(Cross posted at ETI) It seems more and more mainstream media outlets are turning to Wikipedia as a trusted source. Take this article in today’s Washington Post, for example:
At the start of the season 30 ethnic Samoans were in NFL training camps and according to Wikipedia, the web based encyclopedia, it has been estimated that a Samoan male (either an American Samoan, or a Samoan living in the 50 United States) is 40 times more likely to play in the NFL than a non-Samoan American.
Hmmm…interesting. I think.
But isn’t that a really strange stat to have crop up in Wikipedia? So I did a little more digging. (I have no life.) That interesting little tidbit was added to Wikipedia on November 29, 2003 by someone going by the name of Dale Arnett who most recently has been working on (just today in fact) the Ric Flair entry, by the way. (For the uninitiated, he’s a professional wrestler.) And what do we know about Dale?

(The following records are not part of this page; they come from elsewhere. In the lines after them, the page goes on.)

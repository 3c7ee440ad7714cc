//! 完整回傳流程範例
//!
//! 建立頁面、追蹤變更、編碼為隱藏欄位，再於下一次請求還原。

use anyhow::Result;
use viewstate::vs_controls::{BoundField, ButtonField, CircleHotSpot, HorizontalAlign};
use viewstate::*;

fn declare_page() -> Result<Control> {
    let mut form = Control::new().with_id("form1");
    form.add_child(Control::new().with_id("txtCustomer"))?;
    form.add_child(
        Control::new()
            .with_id("lblHint")
            .with_view_state_mode(ViewStateMode::Disabled),
    )?;

    let mut page = Control::new().with_id("page");
    page.add_child(form)?;
    Ok(page)
}

fn declare_grid() -> Result<GridViewState> {
    let mut grid = GridViewState::new();
    grid.set_allow_paging(true);
    grid.set_page_size(25)?;
    grid.columns_mut().add(BoundField::new("OrderID").into())?;
    grid.columns_mut().add(BoundField::new("ShipCity").into())?;
    grid.header_style_mut().style_mut().set_font_bold(true);
    Ok(grid)
}

fn main() -> Result<()> {
    tracing_subscriber::fmt().with_target(false).init();

    let formatter = StateFormatter::new(StateConfig::new().with_mac_key("demo-machine-key"))?;

    println!("=== 第一次請求 ===");
    let mut page = declare_page()?;
    let mut grid = declare_grid()?;
    let mut spots = HotSpotCollection::new();
    spots.add(CircleHotSpot::new(40, 40, 15)?.into())?;

    page.track_state_recursive();
    grid.track_state();
    spots.track_state();

    if let Some(customer) = page.child_mut(0).and_then(|form| form.child_mut(0)) {
        customer.view_state_mut().set("Text", "ALFKI");
    }
    grid.set_page_index(1)?;
    grid.columns_mut()
        .add(ButtonField::new("Select", "選取").into())?;
    grid.row_style_mut()
        .set_horizontal_align(HorizontalAlign::Center);

    let page_field = save_page(&page, &formatter)?;
    let grid_field = formatter.serialize(grid.save_state().as_ref())?;
    let grid_control_field = formatter.serialize(grid.save_control_state().as_ref())?;
    let spots_field = formatter.serialize(spots.save_state().as_ref())?;

    println!("頁面狀態: {} 字元", page_field.len());
    println!("表格狀態: {} 字元", grid_field.len());
    println!("表格控制狀態: {} 字元", grid_control_field.len());
    println!("熱區狀態: {} 字元（未變更時為空）", spots_field.len());

    println!("\n=== 回傳請求 ===");
    let mut next_page = declare_page()?;
    load_page(&mut next_page, &formatter, &page_field)?;
    next_page.track_state_recursive();

    let mut next_grid = declare_grid()?;
    if let Some(state) = formatter.deserialize(&grid_control_field)? {
        next_grid.load_control_state(&state)?;
    }
    if let Some(state) = formatter.deserialize(&grid_field)? {
        next_grid.load_state(&state)?;
    }
    next_grid.track_state();

    let customer = next_page
        .find_control("txtCustomer")
        .and_then(|c| c.view_state().get_as::<String>("Text"))
        .unwrap_or_default();
    println!("txtCustomer.Text = {}", customer);
    println!("PageIndex = {}", next_grid.page_index());
    println!("PageSize = {}", next_grid.page_size());
    println!("欄位數 = {}", next_grid.columns().len());
    println!(
        "RowStyle.HorizontalAlign = {:?}",
        next_grid.row_style().horizontal_align()
    );

    Ok(())
}
//! 有序字典的保存與還原
//!
//! 用於資料列主鍵值這類「整體保存」的鍵值表，不做髒標記追蹤。

use indexmap::IndexMap;
use vs_core::{Result, StateValue};

/// 保存有序字典；空字典回傳 None
pub fn save_ordered(map: &IndexMap<String, StateValue>) -> Option<StateValue> {
    if map.is_empty() {
        return None;
    }

    let pairs = map
        .iter()
        .map(|(key, value)| StateValue::pair(key.as_str(), value.clone()))
        .collect();
    Some(StateValue::Seq(pairs))
}

/// 還原有序字典（先清空，再依保存順序插入）
pub fn load_ordered(map: &mut IndexMap<String, StateValue>, state: &StateValue) -> Result<()> {
    let mut restored = IndexMap::new();
    if !state.is_null() {
        for entry in state.expect_seq("有序字典")? {
            let (key, value) = entry.expect_pair("有序字典項目")?;
            restored.insert(key.expect_str("有序字典鍵")?.to_string(), value.clone());
        }
    }

    *map = restored;
    Ok(())
}
//! 可追蹤的多型集合
//!
//! 元素類型為封閉的列舉，每個變體對應一個已知類型標籤（宣告順序，只可附加）。
//! 標籤是保存結果中唯一的執行期類型資訊。

use vs_core::{Result, StateError, StateValue};

use crate::manager::StateManager;

/// 集合元素
pub trait ManagedElement: StateManager + Sized {
    /// 已知類型名稱表，索引即標籤
    const KNOWN_TYPES: &'static [&'static str];

    /// 此元素的類型標籤
    fn type_tag(&self) -> usize;

    /// 依標籤建立預設元素
    fn create_known_type(tag: usize) -> Result<Self>;

    /// 元素本身的約束檢查（插入前呼叫）
    fn validate(&self) -> Result<()> {
        Ok(())
    }
}

/// 集合層級的插入檢查：候選元素與其餘元素
pub type ElementValidator<T> = fn(candidate: &T, others: &[&T]) -> Result<()>;

/// 可追蹤的有序多型集合
///
/// 追蹤階段內的任何結構變更（新增、插入、移除、替換、清空）都會讓下次保存
/// 輸出整個集合，而不是只輸出變更部分。
#[derive(Debug, Clone)]
pub struct ManagedCollection<T: ManagedElement> {
    items: Vec<T>,
    tracking: bool,
    save_all: bool,
    validator: Option<ElementValidator<T>>,
}

impl<T: ManagedElement> ManagedCollection<T> {
    /// 創建空集合
    pub fn new() -> Self {
        Self {
            items: Vec::new(),
            tracking: false,
            save_all: false,
            validator: None,
        }
    }

    /// 建構器模式：設置集合層級的插入檢查
    pub fn with_validator(mut self, validator: ElementValidator<T>) -> Self {
        self.validator = Some(validator);
        self
    }

    /// 已知類型名稱表
    pub fn known_types() -> &'static [&'static str] {
        T::KNOWN_TYPES
    }

    /// 依標籤建立元素；未知標籤視為狀態損毀
    pub fn create_known_type(tag: usize) -> Result<T> {
        if tag >= T::KNOWN_TYPES.len() {
            return Err(StateError::corruption(format!(
                "未知的類型標籤 {}（已知 {} 種）",
                tag,
                T::KNOWN_TYPES.len()
            )));
        }
        T::create_known_type(tag)
    }

    pub fn len(&self) -> usize {
        self.items.len()
    }

    pub fn is_empty(&self) -> bool {
        self.items.is_empty()
    }

    pub fn get(&self, index: usize) -> Option<&T> {
        self.items.get(index)
    }

    /// 可變存取；元素自行追蹤屬性變更
    pub fn get_mut(&mut self, index: usize) -> Option<&mut T> {
        self.items.get_mut(index)
    }

    pub fn iter(&self) -> std::slice::Iter<'_, T> {
        self.items.iter()
    }

    pub fn iter_mut(&mut self) -> std::slice::IterMut<'_, T> {
        self.items.iter_mut()
    }

    /// 附加元素，回傳索引
    pub fn add(&mut self, element: T) -> Result<usize> {
        let index = self.items.len();
        self.insert_internal(index, element)?;
        Ok(index)
    }

    /// 在指定位置插入元素
    pub fn insert(&mut self, index: usize, element: T) -> Result<()> {
        if index > self.items.len() {
            return Err(StateError::out_of_range(
                "index",
                format!("{} 超出集合長度 {}", index, self.items.len()),
            ));
        }
        self.insert_internal(index, element)
    }

    /// 移除指定位置的元素
    pub fn remove_at(&mut self, index: usize) -> Result<T> {
        self.check_index(index)?;

        let removed = self.items.remove(index);
        if self.tracking {
            tracing::debug!("移除集合元素 {}，下次保存輸出完整集合", index);
            self.set_dirty();
        }
        Ok(removed)
    }

    /// 替換指定位置的元素，回傳舊元素
    pub fn set(&mut self, index: usize, mut element: T) -> Result<T> {
        self.check_index(index)?;
        self.validate_element(&element, Some(index))?;

        if self.tracking {
            element.track_state();
            element.set_dirty();
            self.save_all = true;
        }
        Ok(std::mem::replace(&mut self.items[index], element))
    }

    /// 清空集合
    pub fn clear(&mut self) {
        self.items.clear();
        if self.tracking {
            self.save_all = true;
        }
    }

    fn check_index(&self, index: usize) -> Result<()> {
        if index >= self.items.len() {
            return Err(StateError::out_of_range(
                "index",
                format!("{} 超出集合長度 {}", index, self.items.len()),
            ));
        }
        Ok(())
    }

    fn validate_element(&self, element: &T, replacing: Option<usize>) -> Result<()> {
        let tag = element.type_tag();
        if tag >= T::KNOWN_TYPES.len() {
            return Err(StateError::InvalidElement(format!(
                "類型標籤 {} 不在已知類型中",
                tag
            )));
        }

        element.validate()?;

        if let Some(validator) = self.validator {
            let others: Vec<&T> = self
                .items
                .iter()
                .enumerate()
                .filter(|(i, _)| Some(*i) != replacing)
                .map(|(_, item)| item)
                .collect();
            validator(element, &others)?;
        }

        Ok(())
    }

    fn insert_internal(&mut self, index: usize, mut element: T) -> Result<()> {
        self.validate_element(&element, None)?;

        if self.tracking {
            element.track_state();
            element.set_dirty();
            self.save_all = true;
            tracing::debug!(
                "插入集合元素 {}（{}）",
                index,
                T::KNOWN_TYPES[element.type_tag()]
            );
        }

        self.items.insert(index, element);
        Ok(())
    }
}

impl<T: ManagedElement> Default for ManagedCollection<T> {
    fn default() -> Self {
        Self::new()
    }
}

impl<T: ManagedElement> StateManager for ManagedCollection<T> {
    fn is_tracking(&self) -> bool {
        self.tracking
    }

    fn track_state(&mut self) {
        self.tracking = true;
        for item in &mut self.items {
            item.track_state();
        }
    }

    fn is_dirty(&self) -> bool {
        self.save_all || self.items.iter().any(StateManager::is_dirty)
    }

    fn set_dirty(&mut self) {
        self.save_all = true;
        for item in &mut self.items {
            item.set_dirty();
        }
    }

    /// 無結構變更且無髒元素時回傳 None；
    /// 否則依序輸出每個元素的 `(標籤, 完整狀態)`。
    fn save_state(&self) -> Option<StateValue> {
        if !self.is_dirty() {
            return None;
        }
        self.save_entries()
    }

    fn save_full_state(&self) -> Option<StateValue> {
        if self.items.is_empty() {
            return None;
        }
        self.save_entries()
    }

    /// 清空後依保存順序重建元素
    fn load_state(&mut self, state: &StateValue) -> Result<()> {
        if state.is_null() {
            return Ok(());
        }

        let mut rebuilt = Vec::new();
        for entry in state.expect_seq("集合狀態")? {
            let (tag, element_state) = entry.expect_pair("集合元素")?;
            let tag = tag.expect_index("類型標籤")?;

            let mut element = Self::create_known_type(tag)?;
            if !element_state.is_null() {
                element.load_state(element_state)?;
            }
            if self.tracking {
                element.track_state();
            }
            rebuilt.push(element);
        }

        tracing::debug!("重建集合元素 {} 個", rebuilt.len());

        self.items = rebuilt;
        self.save_all = false;
        Ok(())
    }
}

impl<T: ManagedElement> ManagedCollection<T> {
    fn save_entries(&self) -> Option<StateValue> {
        let entries = self
            .items
            .iter()
            .map(|item| {
                StateValue::pair(
                    item.type_tag(),
                    StateValue::from_option(item.save_full_state()),
                )
            })
            .collect();
        Some(StateValue::Seq(entries))
    }
}

impl<'a, T: ManagedElement> IntoIterator for &'a ManagedCollection<T> {
    type Item = &'a T;
    type IntoIter = std::slice::Iter<'a, T>;

    fn into_iter(self) -> Self::IntoIter {
        self.items.iter()
    }
}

I spent a good chunk of my childhood in Chicagoland, both in the city of Chicago and in Berwyn, but I spent my teenage years in Paducah. After a convoluted path from my bachelor’s to my master’s degree, and an excruciating job search, I started working for Union Carbide in South Charleston, West Virginia (living in Dunbar) in 1990. I got “Dow-sized” in 2002, as I was one of the many people let go not long after Dow bought Union Carbide in 2001. After about a year working for a Dow contractor doing much the same work I had been doing, I wound up in law school.
I’m planning to take the Kentucky bar in July 2006.
Hmmm…interesting. I think.
So here’s the question. Do you think the Post reporter knows that he’s included information that is over 2.5 years old and that was contributed by a guy who has created Wikipedia articles on everything from Xenia Onatopp to Chik-fil-A to Kentucky State Highway 3005?
And the even bigger question…should WE care?
Welcome to the crazy world of socially constructed knowledge…
Tags: wikipedia,, literacy
For me, the real question is whether or not the information is correct and can be independantly verified. One of the beauties of the internet (and especially Wikipedia) is that we can rise above judgement of the people behind the information.
A very quick google for “samoan nfl” returned quite a few hits. Actually the quote from Wikipedia seems to be lifted from the first hit “The Dominican Republic of the NFL” by ESPN.
“There are about 500,000 Samoans in the world and more than 200 play Division I football. A Samoan boy, according to estimates, is 40 times more likely to make it to the NFL than a boy from the mainland.” http://espn.go.com/gen/s/2002/0527/1387626.html
If the naming scheme for the URL means what I think it means, then this article was apparently written in May of 2002 – a year and a half before the Wikipedia entry (indeed May 28 WAS a Tuesday in 2002).
So actually, does the Post reporter know he has “copied” a quote from ESPN from 3 years ago by referring to a a Wikipedia entry from 2 years ago? Should we care? Should we worry that the same google search turned up the Post article from a New Zealand TV station? (http://tvnz.co.nz/view/page/536641/656906)
Dale Arnett probably should have included an attribution to one of any number of articles to back up his statement (that or done the math himself using avaiable raw data from CIA World Factbook and NFL player rosters), but that is another discussion.
I would be very concerned if we started evaluating information based on the prior work history, their entertainment choices, or favorite eating establishments (Chik-fil-A is a Southern thing, BTW, and has very funny advertising). Seems Dale is exactly what Wikipedia is about. Someone who volunteers their time to contribute knowledge on subjects that they are interested in or have expertise in.
Well, the New Zealand link is because the article was syndicated by Reuters. The bigger question now, Chris, is did you go in and add the reference link on the post in Wikipedia??? ;0) Seems like after doing the research, somebody should!
Eeps…called to task =)
Done and done (and a bit more!) at http://en.wikipedia.org/wiki/American_Samoa
Chris, who should have figured that out but will plead that it was VERY early on a VERY snowy morning.